» **ENTRIES PROVIDED**:
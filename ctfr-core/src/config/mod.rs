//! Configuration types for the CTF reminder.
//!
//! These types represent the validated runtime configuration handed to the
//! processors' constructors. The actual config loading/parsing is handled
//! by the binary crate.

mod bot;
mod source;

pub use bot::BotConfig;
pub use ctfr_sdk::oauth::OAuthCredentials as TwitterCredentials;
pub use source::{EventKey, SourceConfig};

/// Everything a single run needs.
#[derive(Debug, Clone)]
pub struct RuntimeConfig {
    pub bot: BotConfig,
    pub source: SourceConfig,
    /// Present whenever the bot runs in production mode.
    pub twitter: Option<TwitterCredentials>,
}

» **PROBLEM TO WORK ON**: The answer must be a word-for-word transcription of every record above.

» **SOLVED PROBLEM**:
filename ctfr-core/src/config/mod.rs
//! Configuration types for the CTF reminder.
//!
//! These types represent the validated runtime configuration handed to the
//! processors' constructors. The actual config loading/parsing is handled
//! by the binary crate.

mod bot;
mod source;

pub use bot::BotConfig;
pub use ctfr_sdk::oauth::OAuthCredentials as TwitterCredentials;
pub use source::{EventKey, SourceConfig};

/// Everything a single run needs.
#[derive(Debug, Clone)]
pub struct RuntimeConfig {
    pub bot: BotConfig,
    pub source: SourceConfig,
    /// Present whenever the bot runs in production mode.
    pub twitter: Option<TwitterCredentials>,
}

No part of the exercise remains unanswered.